There was no mistaking the voice. Or the effect it had on Alex.

Between the notebook and the dahlias from her stalkers, she was already wound up tighter than a spring.

And then Theo screamed at them both out of a piece of technology which could not have recorded him at all, let alone saying the words he said.

Don’t touch her!

It was like a slap to the face. The anger that surged up in Nick’s chest startled him. How dare he? Him, of all people…

Alex staggered back, white-faced, and her legs simply went out from underneath her. She was still clutching the notebook so she dropped like a stone.

Nick moved on instinct alone, catching her before she hit the ground, turning to shield her from the bed and whatever was rising there.

But nothing happened. There was no attack, no force battering into him. Nothing flew across the room under its own steam. No wind, no wall of icy cold, nothing. He was holding her. No, cradling her. And she felt so right in his arms. Like she belonged there.

She looked up into his face, blinking, eyes wide. Her mouth parted and the need to not just touch her, but draw her to him, kiss her, possess her was almost overwhelming.

A loud pop fractured the silence, and a hiss, followed by a sharp acidic smell, and then smoke. And…

‘Oh shit!’ Alex exclaimed, twisting out of his grip, as the recorder in the middle of the bed belched out foul-smelling black smoke, the plastic of its cover bubbling and melting onto the bedclothes. ‘No! Shit!’

Nick grabbed the topmost blanket and pulled it off the bed, taking the recorder with it.

He threw it over the smoking equipment and brought his foot down on it hard, two, three times to put out any flames.

Then he picked up the whole thing, and heading for the ensuite, threw it into the shower and turned on the water at full blast, immersing the remains of the lithium-ion battery before it could fully ignite.

It was deathly quiet in the room behind him. He looked around at Alex, who was staring up at him, speechless.

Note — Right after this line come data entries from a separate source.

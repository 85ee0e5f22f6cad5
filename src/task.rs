//! Study tasks and the task store.
//!
//! The store owns the full task list for a session. Every mutation persists
//! a complete snapshot through the [`StorageAdapter`] and then notifies
//! subscribers that the list changed. Unknown ids are silent no-ops.

use std::fmt;
use std::str::FromStr;

use chrono::{DateTime, Duration, NaiveDate, NaiveTime, Utc};
use serde::{Deserialize, Deserializer, Serialize};
use ulid::{Generator, Ulid};

use crate::error::{Error, Result};
use crate::storage::StorageAdapter;

/// Days after completion at which review reminders are scheduled.
pub const REVIEW_OFFSETS_DAYS: [i64; 4] = [1, 3, 7, 30];

#[derive(Debug, Clone, Copy, Serialize, Deserialize, PartialEq, Eq, PartialOrd, Ord, Hash)]
#[serde(rename_all = "lowercase")]
pub enum Category {
    Vocabulary,
    Grammar,
    Listening,
    Speaking,
    Reading,
    Writing,
}

impl Category {
    pub const ALL: [Category; 6] = [
        Category::Vocabulary,
        Category::Grammar,
        Category::Listening,
        Category::Speaking,
        Category::Reading,
        Category::Writing,
    ];

    pub fn as_str(self) -> &'static str {
        match self {
            Category::Vocabulary => "vocabulary",
            Category::Grammar => "grammar",
            Category::Listening => "listening",
            Category::Speaking => "speaking",
            Category::Reading => "reading",
            Category::Writing => "writing",
        }
    }

    pub fn label(self) -> &'static str {
        match self {
            Category::Vocabulary => "Vocabulary",
            Category::Grammar => "Grammar",
            Category::Listening => "Listening",
            Category::Speaking => "Speaking",
            Category::Reading => "Reading",
            Category::Writing => "Writing",
        }
    }
}

impl fmt::Display for Category {
    fn fmt(&self, f: &mut fmt::Formatter<'_>) -> fmt::Result {
        f.write_str(self.as_str())
    }
}

impl FromStr for Category {
    type Err = Error;

    fn from_str(raw: &str) -> Result<Self> {
        let trimmed = raw.trim();
        Category::ALL
            .into_iter()
            .find(|category| category.as_str().eq_ignore_ascii_case(trimmed))
            .ok_or_else(|| {
                Error::InvalidArgument(format!(
                    "unknown category '{trimmed}' (expected vocabulary|grammar|listening|speaking|reading|writing)"
                ))
            })
    }
}

#[derive(Debug, Clone, Copy, Serialize, Deserialize, PartialEq, Eq, PartialOrd, Ord, Hash)]
#[serde(rename_all = "lowercase")]
pub enum Priority {
    High,
    Medium,
    Low,
}

impl Priority {
    pub const ALL: [Priority; 3] = [Priority::High, Priority::Medium, Priority::Low];

    /// Sort weight; higher sorts first.
    pub fn rank(self) -> u8 {
        match self {
            Priority::High => 3,
            Priority::Medium => 2,
            Priority::Low => 1,
        }
    }

    pub fn as_str(self) -> &'static str {
        match self {
            Priority::High => "high",
            Priority::Medium => "medium",
            Priority::Low => "low",
        }
    }

    pub fn label(self) -> &'static str {
        match self {
            Priority::High => "High",
            Priority::Medium => "Medium",
            Priority::Low => "Low",
        }
    }
}

impl fmt::Display for Priority {
    fn fmt(&self, f: &mut fmt::Formatter<'_>) -> fmt::Result {
        f.write_str(self.as_str())
    }
}

impl FromStr for Priority {
    type Err = Error;

    fn from_str(raw: &str) -> Result<Self> {
        let trimmed = raw.trim();
        Priority::ALL
            .into_iter()
            .find(|priority| priority.as_str().eq_ignore_ascii_case(trimmed))
            .ok_or_else(|| {
                Error::InvalidArgument(format!(
                    "unknown priority '{trimmed}' (expected high|medium|low)"
                ))
            })
    }
}

/// A single persisted study task.
#[derive(Debug, Clone, Serialize, Deserialize, PartialEq, Eq)]
#[serde(rename_all = "camelCase")]
pub struct Task {
    pub id: String,
    pub title: String,
    #[serde(default)]
    pub description: String,
    pub category: Category,
    pub priority: Priority,
    #[serde(
        default,
        deserialize_with = "deserialize_due_date",
        skip_serializing_if = "Option::is_none"
    )]
    pub due_date: Option<NaiveDate>,
    #[serde(default, deserialize_with = "deserialize_minutes")]
    pub estimated_time: u32,
    #[serde(default)]
    pub completed: bool,
    pub created_at: DateTime<Utc>,
    #[serde(default, skip_serializing_if = "Option::is_none")]
    pub completed_at: Option<DateTime<Utc>>,
    #[serde(default, deserialize_with = "deserialize_minutes")]
    pub study_time: u32,
    #[serde(default, skip_serializing_if = "Option::is_none")]
    pub review_dates: Option<Vec<DateTime<Utc>>>,
}

impl Task {
    /// Still open and past the start (00:00 UTC) of its due day.
    pub fn is_overdue(&self, now: DateTime<Utc>) -> bool {
        match self.due_date {
            Some(due) => !self.completed && due.and_time(NaiveTime::MIN).and_utc() < now,
            None => false,
        }
    }
}

/// Accepts `"2025-01-31"`, a full RFC 3339 timestamp, `""` or `null`.
fn deserialize_due_date<'de, D>(deserializer: D) -> std::result::Result<Option<NaiveDate>, D::Error>
where
    D: Deserializer<'de>,
{
    let raw: Option<String> = Option::deserialize(deserializer)?;
    let Some(raw) = raw else {
        return Ok(None);
    };
    parse_due_date(&raw).map_err(serde::de::Error::custom)
}

#[derive(Deserialize)]
#[serde(untagged)]
enum RawMinutes {
    Whole(i64),
    Fraction(f64),
    Text(String),
}

/// Minute counts written by older clients may be negative, fractional,
/// numeric strings or `null`. Anything unusable reads as 0.
fn deserialize_minutes<'de, D>(deserializer: D) -> std::result::Result<u32, D::Error>
where
    D: Deserializer<'de>,
{
    let raw: Option<RawMinutes> = Option::deserialize(deserializer)?;
    let whole = match raw {
        Some(RawMinutes::Whole(value)) => value,
        Some(RawMinutes::Fraction(value)) if value.is_finite() => value.trunc() as i64,
        Some(RawMinutes::Text(text)) => text.trim().parse().unwrap_or(0),
        Some(RawMinutes::Fraction(_)) | None => 0,
    };
    Ok(u32::try_from(whole.max(0)).unwrap_or(u32::MAX))
}

/// Parse a user or persisted due date; blank means "no deadline".
pub fn parse_due_date(raw: &str) -> Result<Option<NaiveDate>> {
    let trimmed = raw.trim();
    if trimmed.is_empty() {
        return Ok(None);
    }
    if let Ok(date) = NaiveDate::parse_from_str(trimmed, "%Y-%m-%d") {
        return Ok(Some(date));
    }
    DateTime::parse_from_rfc3339(trimmed)
        .map(|stamp| Some(stamp.with_timezone(&Utc).date_naive()))
        .map_err(|_| Error::InvalidArgument(format!("invalid due date '{trimmed}' (expected YYYY-MM-DD)")))
}

/// Render accumulated study minutes for display.
pub fn format_minutes(minutes: u32) -> String {
    format!("{minutes} min")
}

/// Input for [`TaskStore::create`]; optional fields fall back to defaults.
#[derive(Debug, Clone, Serialize, Deserialize, PartialEq, Eq)]
#[serde(rename_all = "camelCase")]
pub struct NewTask {
    pub title: String,
    #[serde(default)]
    pub description: Option<String>,
    pub category: Category,
    pub priority: Priority,
    #[serde(default)]
    pub due_date: Option<NaiveDate>,
    #[serde(default)]
    pub estimated_time: Option<u32>,
}

impl NewTask {
    pub fn new(title: impl Into<String>, category: Category, priority: Priority) -> Self {
        Self {
            title: title.into(),
            description: None,
            category,
            priority,
            due_date: None,
            estimated_time: None,
        }
    }
}

/// Shallow update: `Some` fields overwrite, `None` fields are preserved.
///
/// `due_date` is doubly optional so a patch can clear the deadline.
/// Completion state and study time are not patchable; they only change
/// through [`TaskStore::toggle_completion`] and [`TaskStore::add_study_time`].
#[derive(Debug, Clone, Default, PartialEq, Eq)]
pub struct TaskPatch {
    pub title: Option<String>,
    pub description: Option<String>,
    pub category: Option<Category>,
    pub priority: Option<Priority>,
    pub due_date: Option<Option<NaiveDate>>,
    pub estimated_time: Option<u32>,
}

impl TaskPatch {
    pub fn is_empty(&self) -> bool {
        *self == TaskPatch::default()
    }

    fn apply(self, task: &mut Task) {
        if let Some(title) = self.title {
            task.title = title;
        }
        if let Some(description) = self.description {
            task.description = description;
        }
        if let Some(category) = self.category {
            task.category = category;
        }
        if let Some(priority) = self.priority {
            task.priority = priority;
        }
        if let Some(due_date) = self.due_date {
            task.due_date = due_date;
        }
        if let Some(estimated_time) = self.estimated_time {
            task.estimated_time = estimated_time;
        }
    }
}

type Subscriber = Box<dyn FnMut(&[Task]) + Send>;

/// Owner of the session's task list.
pub struct TaskStore {
    tasks: Vec<Task>,
    storage: StorageAdapter,
    ids: Generator,
    subscribers: Vec<Subscriber>,
}

impl fmt::Debug for TaskStore {
    fn fmt(&self, f: &mut fmt::Formatter<'_>) -> fmt::Result {
        f.debug_struct("TaskStore")
            .field("tasks", &self.tasks.len())
            .field("storage", &self.storage)
            .field("subscribers", &self.subscribers.len())
            .finish()
    }
}

impl TaskStore {
    /// Load the persisted list (empty on missing or corrupt data).
    pub fn open(storage: StorageAdapter) -> Self {
        let tasks = storage.load();
        tracing::debug!(count = tasks.len(), "task store opened");
        Self {
            tasks,
            storage,
            ids: Generator::new(),
            subscribers: Vec::new(),
        }
    }

    /// Register a "list changed" callback, called after every persisted mutation.
    pub fn subscribe(&mut self, callback: impl FnMut(&[Task]) + Send + 'static) {
        self.subscribers.push(Box::new(callback));
    }

    pub fn get_all(&self) -> &[Task] {
        &self.tasks
    }

    pub fn get(&self, id: &str) -> Option<&Task> {
        self.tasks.iter().find(|task| task.id == id)
    }

    pub fn contains(&self, id: &str) -> bool {
        self.get(id).is_some()
    }

    /// Resolve a full id or a unique, case-insensitive id prefix.
    pub fn resolve_id(&self, input: &str) -> Result<String> {
        let trimmed = input.trim();
        if trimmed.is_empty() {
            return Err(Error::InvalidArgument("task id cannot be empty".to_string()));
        }
        if let Some(task) = self.get(trimmed) {
            return Ok(task.id.clone());
        }

        let needle = trimmed.to_lowercase();
        let exact: Vec<&str> = self
            .tasks
            .iter()
            .filter(|task| task.id.eq_ignore_ascii_case(trimmed))
            .map(|task| task.id.as_str())
            .collect();
        let mut matches = if exact.is_empty() {
            self.tasks
                .iter()
                .filter(|task| task.id.to_lowercase().starts_with(&needle))
                .map(|task| task.id.as_str())
                .collect()
        } else {
            exact
        };
        match matches.len() {
            0 => Err(Error::TaskNotFound(trimmed.to_string())),
            1 => Ok(matches.remove(0).to_string()),
            _ => {
                matches.sort_unstable();
                Err(Error::InvalidArgument(format!(
                    "ambiguous task id '{trimmed}': {}",
                    matches.join(", ")
                )))
            }
        }
    }

    pub fn len(&self) -> usize {
        self.tasks.len()
    }

    pub fn is_empty(&self) -> bool {
        self.tasks.is_empty()
    }

    pub fn create(&mut self, data: NewTask) -> Task {
        let task = Task {
            id: self.next_id(),
            title: data.title,
            description: data.description.unwrap_or_default(),
            category: data.category,
            priority: data.priority,
            due_date: data.due_date,
            estimated_time: data.estimated_time.unwrap_or(0),
            completed: false,
            created_at: Utc::now(),
            completed_at: None,
            study_time: 0,
            review_dates: None,
        };
        tracing::debug!(id = %task.id, "task created");
        self.tasks.push(task.clone());
        self.commit();
        task
    }

    pub fn update(&mut self, id: &str, patch: TaskPatch) {
        let Some(task) = self.find_mut(id) else {
            tracing::debug!(id, "update ignored: unknown task");
            return;
        };
        patch.apply(task);
        tracing::debug!(id, "task updated");
        self.commit();
    }

    pub fn delete(&mut self, id: &str) {
        let before = self.tasks.len();
        self.tasks.retain(|task| task.id != id);
        if self.tasks.len() == before {
            tracing::debug!(id, "delete ignored: unknown task");
            return;
        }
        tracing::debug!(id, "task deleted");
        self.commit();
    }

    /// Flip completion. Completing stamps `completed_at` and (re)schedules
    /// review dates; reopening clears `completed_at` and keeps review dates.
    pub fn toggle_completion(&mut self, id: &str) {
        let Some(task) = self.find_mut(id) else {
            tracing::debug!(id, "toggle ignored: unknown task");
            return;
        };
        task.completed = !task.completed;
        if task.completed {
            let now = Utc::now();
            task.completed_at = Some(now);
            task.review_dates = Some(review_schedule(now));
        } else {
            task.completed_at = None;
        }
        tracing::debug!(id, completed = task.completed, "task completion toggled");
        self.commit();
    }

    pub fn add_study_time(&mut self, id: &str, minutes: i64) {
        if minutes <= 0 {
            return;
        }
        let Some(task) = self.find_mut(id) else {
            tracing::debug!(id, "study time ignored: unknown task");
            return;
        };
        let minutes = u32::try_from(minutes).unwrap_or(u32::MAX);
        task.study_time = task.study_time.saturating_add(minutes);
        tracing::debug!(id, minutes, total = task.study_time, "study time added");
        self.commit();
    }

    fn find_mut(&mut self, id: &str) -> Option<&mut Task> {
        self.tasks.iter_mut().find(|task| task.id == id)
    }

    fn next_id(&mut self) -> String {
        loop {
            // The monotonic generator only fails when the random part overflows
            // within one millisecond.
            let ulid = self.ids.generate().unwrap_or_else(|_| Ulid::new());
            let id = ulid.to_string().to_lowercase();
            if !self.contains(&id) {
                return id;
            }
        }
    }

    fn commit(&mut self) {
        self.storage.save(&self.tasks);
        for subscriber in &mut self.subscribers {
            subscriber(&self.tasks);
        }
    }
}

/// Review reminders at +1, +3, +7 and +30 days from `completed_at`.
pub fn review_schedule(completed_at: DateTime<Utc>) -> Vec<DateTime<Utc>> {
    REVIEW_OFFSETS_DAYS
        .iter()
        .map(|days| completed_at + Duration::days(*days))
        .collect()
}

Slowly, Nick looked back at the mess in the shower. Her recorder. One of the ones that had been express shipped here by her team, probably at great expense. Brand new equipment which must have cost a fortune.

Shit.

It had probably been destroyed from the moment it started to smoke anyway. And a fire could have taken the whole room with it, maybe the whole Hall. It was always a risk in a building like this. A constant danger.

But still. He’d stamped it to death, smothered it and drowned it, in seconds. Acting on instinct alone.

‘I’m sorry,’ he whispered.

Alex shook her head, swallowed hard and then an expression of resignation took the place of her fear.

‘Better that than the whole place going up in flames.’ She drew in a breath and slowly let it out again, closing her eyes.

Her lips moved as if she was praying, or counting.

Begging for serenity and patience perhaps.

He’d just destroyed her equipment. And her evidence as well. He simply couldn’t do anything right around this woman. Not from the first moment he had met her.

Sasquatch, her friends had called him. And he felt like it, stumbling around, in her way, breaking things.

‘You heard him, didn’t you?’ she asked in a very small voice.

Theo, warning Nick off her. Oh yes, he’d heard that all right.

Nick couldn’t dredge up an answer. He just nodded instead.

She held out her hand. ‘I think we should go downstairs. Give it a rest for the night. Maybe have a drink. I don’t think either of us should be in here. Or alone. Not now.’

‘Are you sure? You heard him.’

He waited, expecting him to tell him no, or to go to hell. Her brother certainly didn’t want him anywhere near her, did he? And Theo had always said that the two of them even thought the same way.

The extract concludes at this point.